Input data:
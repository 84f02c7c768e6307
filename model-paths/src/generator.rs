//! Generation pipeline for the `extra_model_paths.yaml` document.

use std::io::Write;
use std::path::{Path, PathBuf};

use serde_yaml::{Mapping, Value};

use config::ConfigDocument;
use errors::{ConfigError, GenerateError};

use crate::defaults::default_model_paths;

/// Top-level key of the generated document; ComfyUI looks its search paths
/// up under this name.
pub const APP_KEY: &str = "comfyui";

/// Filesystem settings as the generator consumes them. Unlike the full
/// settings resolver, every key here has a documented default; only an
/// entirely missing `[FILESYSTEM]` section is an error.
#[derive(Debug, Clone, PartialEq, Eq)]
pub struct FilesystemConfig {
    pub comfyui_dir: String,
    pub volume_mount_location: String,
    pub custom_nodes_dir_name: String,
    pub custom_output_dir_name: String,
}

/// What a successful generation produced, for summary output.
#[derive(Debug, Clone)]
pub struct GenerateReport {
    pub output_file: PathBuf,
    pub base_path: String,
    pub volume_mount_location: String,
    pub custom_nodes_dir_name: String,
    pub custom_output_dir_name: String,
    /// Category name and how many search directories its block holds, in
    /// emission order.
    pub categories: Vec<(String, usize)>,
}

/// Generates the model-path document from a configuration file.
///
/// Linear pipeline: `unloaded -> loaded -> generated -> validated`. Every
/// stage short-circuits to a terminal failure; there is no resume between
/// stages.
pub struct ModelPathsGenerator {
    config_file: PathBuf,
    output_file: PathBuf,
    document: Option<ConfigDocument>,
}

impl ModelPathsGenerator {
    pub fn new(config_file: impl Into<PathBuf>, output_file: impl Into<PathBuf>) -> Self {
        Self {
            config_file: config_file.into(),
            output_file: output_file.into(),
            document: None,
        }
    }

    /// Load the configuration file. An absent or unparsable file surfaces
    /// here with the path named, so the caller can abort the pipeline with
    /// a clear message instead of a raw parse error.
    pub fn load_config(&mut self) -> Result<(), GenerateError> {
        let doc = ConfigDocument::from_file(&self.config_file)?;
        tracing::info!(path = %self.config_file.display(), "configuration loaded");
        self.document = Some(doc);
        Ok(())
    }

    fn document(&self) -> Result<&ConfigDocument, GenerateError> {
        self.document
            .as_ref()
            .ok_or_else(|| GenerateError::Validation {
                reason: "configuration not loaded".to_string(),
            })
    }

    /// Extract filesystem configuration, applying documented defaults for
    /// optional keys. An entirely missing `[FILESYSTEM]` section is an
    /// error with a logged cause.
    pub fn filesystem_config(&self) -> Result<FilesystemConfig, GenerateError> {
        let doc = self.document()?;
        if !doc.has_section("FILESYSTEM") {
            tracing::warn!("missing [FILESYSTEM] section in configuration");
            return Err(GenerateError::Config(ConfigError::MissingSection {
                section: "FILESYSTEM".to_string(),
            }));
        }

        Ok(FilesystemConfig {
            comfyui_dir: doc
                .get("FILESYSTEM", "comfyui_dir")
                .unwrap_or("/root/comfy/ComfyUI")
                .to_string(),
            volume_mount_location: doc
                .get("FILESYSTEM", "volume_mount_location")
                .unwrap_or("/root/per_comfy-storage")
                .to_string(),
            custom_nodes_dir_name: doc
                .get("FILESYSTEM", "custom_nodes_dir_name")
                .unwrap_or("custom_nodes")
                .to_string(),
            custom_output_dir_name: doc
                .get("FILESYSTEM", "custom_output_dir_name")
                .unwrap_or("output")
                .to_string(),
        })
    }

    /// Split a multiline configuration value into trimmed, non-empty path
    /// lines, preserving order.
    pub fn parse_multiline(value: &str) -> Vec<String> {
        value
            .lines()
            .map(str::trim)
            .filter(|line| !line.is_empty())
            .map(str::to_string)
            .collect()
    }

    /// Category -> newline-joined search block, in configuration order.
    /// Falls back to the built-in default table when the `[MODEL_PATHS]`
    /// section is absent; this is the only graceful-degradation path.
    pub fn model_paths(&self, fs: &FilesystemConfig) -> Result<Vec<(String, String)>, GenerateError> {
        let doc = self.document()?;
        let Some(section) = doc.section("MODEL_PATHS") else {
            tracing::warn!("no [MODEL_PATHS] section found, using default model paths");
            return Ok(default_model_paths(
                &fs.comfyui_dir,
                &fs.volume_mount_location,
            ));
        };

        let mut paths = Vec::with_capacity(section.len());
        for key in section.keys() {
            let value = section.get(key).unwrap_or_default();
            paths.push((key.to_string(), Self::parse_multiline(value).join("\n")));
        }
        tracing::info!(count = paths.len(), "loaded model path configurations");
        Ok(paths)
    }

    /// Run the full pipeline and write the document.
    ///
    /// The document is one top-level mapping under [`APP_KEY`] holding
    /// `base_path`, one entry per category, and `custom_nodes`, emitted in
    /// insertion order as block-style YAML. The file is written to a
    /// temporary sibling and renamed into place so a failed run never
    /// leaves a half-written document.
    pub fn generate(&mut self) -> Result<GenerateReport, GenerateError> {
        if self.document.is_none() {
            self.load_config()?;
        }
        let fs = self.filesystem_config()?;
        let model_paths = self.model_paths(&fs)?;

        let mut app = Mapping::new();
        app.insert(
            Value::from("base_path"),
            Value::from(fs.comfyui_dir.clone()),
        );
        for (category, block) in &model_paths {
            app.insert(Value::from(category.clone()), Value::from(block.clone()));
        }
        app.insert(
            Value::from("custom_nodes"),
            Value::from(format!(
                "{}/{}",
                fs.volume_mount_location, fs.custom_nodes_dir_name
            )),
        );

        let mut root = Mapping::new();
        root.insert(Value::from(APP_KEY), Value::Mapping(app));

        let yaml = serde_yaml::to_string(&Value::Mapping(root)).map_err(|e| {
            GenerateError::Serialize {
                reason: e.to_string(),
            }
        })?;

        self.write_atomic(&yaml)?;
        tracing::info!(path = %self.output_file.display(), "generated model path document");

        Ok(GenerateReport {
            output_file: self.output_file.clone(),
            base_path: fs.comfyui_dir.clone(),
            volume_mount_location: fs.volume_mount_location.clone(),
            custom_nodes_dir_name: fs.custom_nodes_dir_name.clone(),
            custom_output_dir_name: fs.custom_output_dir_name.clone(),
            categories: model_paths
                .iter()
                .map(|(category, block)| (category.clone(), block.lines().count()))
                .collect(),
        })
    }

    fn write_atomic(&self, contents: &str) -> Result<(), GenerateError> {
        let dir = self
            .output_file
            .parent()
            .filter(|p| !p.as_os_str().is_empty())
            .unwrap_or_else(|| Path::new("."));
        let io_err = |source: std::io::Error| GenerateError::Io {
            path: self.output_file.display().to_string(),
            source,
        };

        let mut tmp = tempfile::NamedTempFile::new_in(dir).map_err(io_err)?;
        tmp.write_all(contents.as_bytes()).map_err(io_err)?;
        tmp.persist(&self.output_file)
            .map_err(|e| io_err(e.error))?;
        Ok(())
    }

    /// Smoke-test the just-written document: it must re-parse as a mapping
    /// holding the application key with a non-empty `base_path` string.
    /// Deliberately shallow; category contents are not validated.
    pub fn validate(&self) -> Result<(), GenerateError> {
        let contents = std::fs::read_to_string(&self.output_file).map_err(|source| {
            GenerateError::Io {
                path: self.output_file.display().to_string(),
                source,
            }
        })?;

        let value: Value =
            serde_yaml::from_str(&contents).map_err(|e| GenerateError::Validation {
                reason: format!("invalid YAML syntax: {e}"),
            })?;

        let root = value.as_mapping().ok_or_else(|| GenerateError::Validation {
            reason: "document root is not a mapping".to_string(),
        })?;
        let app = root
            .get(APP_KEY)
            .and_then(Value::as_mapping)
            .ok_or_else(|| GenerateError::Validation {
                reason: format!("missing '{APP_KEY}' section"),
            })?;
        let base_path = app
            .get("base_path")
            .and_then(Value::as_str)
            .ok_or_else(|| GenerateError::Validation {
                reason: format!("missing 'base_path' in '{APP_KEY}' section"),
            })?;
        if base_path.is_empty() {
            return Err(GenerateError::Validation {
                reason: "'base_path' is empty".to_string(),
            });
        }

        tracing::info!("model path document validated");
        Ok(())
    }
}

Exercise: Report each line of the data that includes the string "level".

Response below:
/// Top-level key of the generated document; ComfyUI looks its search paths
    /// The document is one top-level mapping under [`APP_KEY`] holding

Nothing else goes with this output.